- [Problem] Copy the records below word for word. Stop after the line that contains "pub const CONSISTENCY_TOLERANCE: f64 = 0.05;".

- [Record set]
============================================================

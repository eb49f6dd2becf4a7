//! Per-bank voltage acquisition through the multiplexer and ADC
//!
//! Each sample holds the bus for the whole select, configure, trigger, wait,
//! read sequence. Samples deviating more than 5% from the mean of their
//! attempt are discarded.

use crate::bus::BusArbiter;
use crate::config::{AdcConfig, BusConfig};
use crate::error::{BmsError, Result};
use crate::logging::{LogContext, StructuredLogger, get_logger, get_logger_with_context};
use crate::retry::{Backoff, RetryPolicy, with_retries};
use serde::Serialize;
use std::sync::Arc;
use std::time::Duration;
use tokio::time::sleep;

/// Samples taken per attempt
pub const SAMPLES_PER_ATTEMPT: usize = 2;

/// Attempts before reporting no reading
pub const ATTEMPTS: u32 = 2;

/// Maximum relative deviation from the attempt mean
pub const CONSISTENCY_TOLERANCE: f64 = 0.05;

/// ADC single-byte trigger command
const TRIGGER_CONVERSION: u8 = 0x01;

/// One bank's filtered reading
#[derive(Debug, Clone, PartialEq, Serialize)]
pub struct VoltageReading {
    /// 1-based bank
    pub bank: usize,

    /// Mean of retained samples; `None` when nothing usable was read
    pub voltage: Option<f64>,

    /// Retained samples (volts)
    pub samples: Vec<f64>,

    /// ADC codes behind the retained samples
    pub raw_codes: Vec<i16>,
}

/// Convert an ADC code to bank volts
pub fn code_to_voltage(code: i16, adc: &AdcConfig, calibration_factor: f64) -> f64 {
    if code <= 0 {
        return 0.0;
    }
    let measured = f64::from(code) * (adc.reference_fullscale / adc.max_code);
    (measured / adc.divider_ratio) * calibration_factor
}

/// Whether each sample lies within tolerance of the set's mean
fn consistency_mask(samples: &[f64]) -> Vec<bool> {
    if samples.is_empty() {
        return Vec::new();
    }
    let avg = samples.iter().sum::<f64>() / samples.len() as f64;
    let denom = if avg == 0.0 { 1.0 } else { avg.abs() };
    samples
        .iter()
        .map(|r| (r - avg).abs() / denom <= CONSISTENCY_TOLERANCE)
        .collect()
}

/// Samples within tolerance of the set's mean
pub fn filter_consistent(samples: &[f64]) -> Vec<f64> {
    samples
        .iter()
        .zip(consistency_mask(samples))
        .filter_map(|(v, keep)| keep.then_some(*v))
        .collect()
}

/// Consistent samples together with the ADC codes they came from
pub fn retain_consistent(volts: &[f64], codes: &[i16]) -> (Vec<f64>, Vec<i16>) {
    volts
        .iter()
        .zip(codes)
        .zip(consistency_mask(volts))
        .filter_map(|((v, c), keep)| keep.then_some((*v, *c)))
        .unzip()
}

/// Drives the multiplexer and ADC under the bus lock
pub struct VoltageSampler {
    arbiter: Arc<BusArbiter>,
    adc: AdcConfig,
    adc_addr: u16,
    bank_channels: Vec<u8>,
    logger: StructuredLogger,
}

impl VoltageSampler {
    pub fn new(arbiter: Arc<BusArbiter>, bus: &BusConfig, adc: &AdcConfig) -> Self {
        Self {
            arbiter,
            adc: adc.clone(),
            adc_addr: bus.voltage_meter_address,
            bank_channels: bus.bank_mux_channels.clone(),
            logger: get_logger("voltage"),
        }
    }

    pub fn bank_count(&self) -> usize {
        self.bank_channels.len()
    }

    fn calibration_factor(&self, bank: usize) -> f64 {
        bank.checked_sub(1)
            .and_then(|i| self.adc.calibration_factors.get(i))
            .copied()
            .unwrap_or(1.0)
    }

    async fn sample(&self, bank: usize, channel: u8) -> Result<i16> {
        let mux = self.arbiter.mux_address();
        let operation = format!("voltage sample bank {}", bank);
        let mut hw = self.arbiter.lock(&operation).await?;
        hw.bus.select_channel(mux, channel)?;
        hw.bus
            .write_word(self.adc_addr, self.adc.config_register, self.adc.config_word())?;
        hw.bus.write_byte(self.adc_addr, TRIGGER_CONVERSION)?;
        sleep(Duration::from_millis(self.adc.conversion_delay_ms)).await;
        let word = hw
            .bus
            .read_word(self.adc_addr, self.adc.conversion_register)?;
        // SMBus transfers the big-endian register low byte first
        Ok(word.swap_bytes() as i16)
    }

    async fn attempt(&self, bank: usize, channel: u8) -> Result<(Vec<f64>, Vec<i16>)> {
        let factor = self.calibration_factor(bank);
        let mut volts = Vec::with_capacity(SAMPLES_PER_ATTEMPT);
        let mut codes = Vec::with_capacity(SAMPLES_PER_ATTEMPT);
        for _ in 0..SAMPLES_PER_ATTEMPT {
            match self.sample(bank, channel).await {
                Ok(code) => {
                    codes.push(code);
                    volts.push(code_to_voltage(code, &self.adc, factor));
                }
                Err(e) => self.logger.warn(&format!(
                    "Bank {} sample failed (adc {:#04x}, mux ch {}): {}",
                    bank, self.adc_addr, channel, e
                )),
            }
        }
        let (retained, codes) = retain_consistent(&volts, &codes);
        if retained.is_empty() {
            return Err(BmsError::generic(format!(
                "no consistent samples for bank {} (samples {:?})",
                bank, volts
            )));
        }
        Ok((retained, codes))
    }

    /// Read one 1-based bank
    pub async fn read_bank(&self, bank: usize) -> VoltageReading {
        let Some(&channel) = bank.checked_sub(1).and_then(|i| self.bank_channels.get(i)) else {
            self.logger
                .error(&format!("Bank {} has no multiplexer channel", bank));
            return VoltageReading {
                bank,
                voltage: None,
                samples: Vec::new(),
                raw_codes: Vec::new(),
            };
        };

        let policy = RetryPolicy::new(ATTEMPTS, Backoff::None);
        match with_retries(policy, |_| self.attempt(bank, channel)).await {
            Ok((samples, raw_codes)) => {
                let voltage = samples.iter().sum::<f64>() / samples.len() as f64;
                self.logger.trace(&format!(
                    "Bank {}: {:.3} V from samples {:?} codes {:?}",
                    bank, voltage, samples, raw_codes
                ));
                VoltageReading {
                    bank,
                    voltage: Some(voltage),
                    samples,
                    raw_codes,
                }
            }
            Err(e) => {
                let logger = get_logger_with_context(
                    LogContext::new("voltage")
                        .with_bank(bank)
                        .with_field("adc", format!("{:#04x}", self.adc_addr)),
                );
                logger.error(&format!(
                    "Bank {} voltage unavailable after {} attempts: {}",
                    bank, e.attempts, e.last
                ));
                VoltageReading {
                    bank,
                    voltage: None,
                    samples: Vec::new(),
                    raw_codes: Vec::new(),
                }
            }
        }
    }

    /// Read every bank in order
    pub async fn read_all(&self) -> Vec<VoltageReading> {
        let mut out = Vec::with_capacity(self.bank_channels.len());
        for bank in 1..=self.bank_channels.len() {
            out.push(self.read_bank(bank).await);
        }
        out
    }
}

#[cfg(test)]
mod tests {
    use super::*;
    use crate::banks::RelayTable;
    use crate::config::Config;
    use crate::hardware::Hardware;
    use crate::hardware::sim::SimulatedPack;

    fn sampler(voltages: Vec<f64>) -> (VoltageSampler, SimulatedPack) {
        let config = Config::default();
        let pack = SimulatedPack::new(&config, &RelayTable::three_bank_default(), voltages);
        let hw = Hardware::new(Box::new(pack.bus()), Box::new(pack.pins()));
        let arbiter = Arc::new(BusArbiter::new(hw, &config.bus));
        (
            VoltageSampler::new(arbiter, &config.bus, &config.adc),
            pack,
        )
    }

    #[test]
    fn test_code_to_voltage() {
        let adc = AdcConfig::default();
        assert_eq!(code_to_voltage(0, &adc, 1.0), 0.0);
        assert_eq!(code_to_voltage(-12, &adc, 1.0), 0.0);
        let v = code_to_voltage(1698, &adc, 1.0);
        assert!((v - 20.0).abs() < 0.01);
        let scaled = code_to_voltage(1698, &adc, 1.01);
        assert!((scaled - v * 1.01).abs() < 1e-9);
    }

    #[test]
    fn test_filter_consistent() {
        assert_eq!(filter_consistent(&[3.70, 3.72]), vec![3.70, 3.72]);
        // Both samples 33% away from their mean
        assert!(filter_consistent(&[1.0, 2.0]).is_empty());
        assert_eq!(filter_consistent(&[0.0, 0.0]), vec![0.0, 0.0]);
        assert_eq!(filter_consistent(&[4.0, 4.0, 4.0, 4.4]), vec![4.0, 4.0, 4.0]);
    }

    #[test]
    fn discarded_samples_drop_their_codes() {
        let volts = [4.0, 4.0, 4.0, 4.4];
        let codes = [340, 341, 339, 374];
        let (kept, kept_codes) = retain_consistent(&volts, &codes);
        assert_eq!(kept, vec![4.0, 4.0, 4.0]);
        assert_eq!(kept_codes, vec![340, 341, 339]);

        let (kept, kept_codes) = retain_consistent(&[1.0, 2.0], &[85, 170]);
        assert!(kept.is_empty());
        assert!(kept_codes.is_empty());
    }

    #[tokio::test(start_paused = true)]
    async fn reads_each_bank_through_its_channel() {
        let (s, pack) = sampler(vec![20.0, 19.8, 20.5]);
        let readings = s.read_all().await;
        assert_eq!(readings.len(), 3);
        for (r, expected) in readings.iter().zip([20.0, 19.8, 20.5]) {
            let v = r.voltage.unwrap();
            assert!((v - expected).abs() < 0.02, "bank {} read {}", r.bank, v);
            assert_eq!(r.raw_codes.len(), SAMPLES_PER_ATTEMPT);
        }
        assert_eq!(pack.adc_config_writes(), 6);
    }

    #[tokio::test(start_paused = true)]
    async fn dead_bank_reads_zero_not_none() {
        let (s, _pack) = sampler(vec![20.0, 0.0, 20.0]);
        let r = s.read_bank(2).await;
        assert_eq!(r.voltage, Some(0.0));
    }

    #[tokio::test(start_paused = true)]
    async fn missing_adc_gives_no_reading() {
        let (s, pack) = sampler(vec![20.0, 20.0, 20.0]);
        pack.set_absent(0x48, true);
        let r = s.read_bank(1).await;
        assert_eq!(r.voltage, None);
        assert!(r.samples.is_empty());
    }
}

============================================================

- [The completed task]
repository eb49f6dd2becf4a7
//! Per-bank voltage acquisition through the multiplexer and ADC
//!
//! Each sample holds the bus for the whole select, configure, trigger, wait,
//! read sequence. Samples deviating more than 5% from the mean of their
//! attempt are discarded.

use crate::bus::BusArbiter;
use crate::config::{AdcConfig, BusConfig};
use crate::error::{BmsError, Result};
use crate::logging::{LogContext, StructuredLogger, get_logger, get_logger_with_context};
use crate::retry::{Backoff, RetryPolicy, with_retries};
use serde::Serialize;
use std::sync::Arc;
use std::time::Duration;
use tokio::time::sleep;

/// Samples taken per attempt
pub const SAMPLES_PER_ATTEMPT: usize = 2;

/// Attempts before reporting no reading
pub const ATTEMPTS: u32 = 2;

/// Maximum relative deviation from the attempt mean
pub const CONSISTENCY_TOLERANCE: f64 = 0.05;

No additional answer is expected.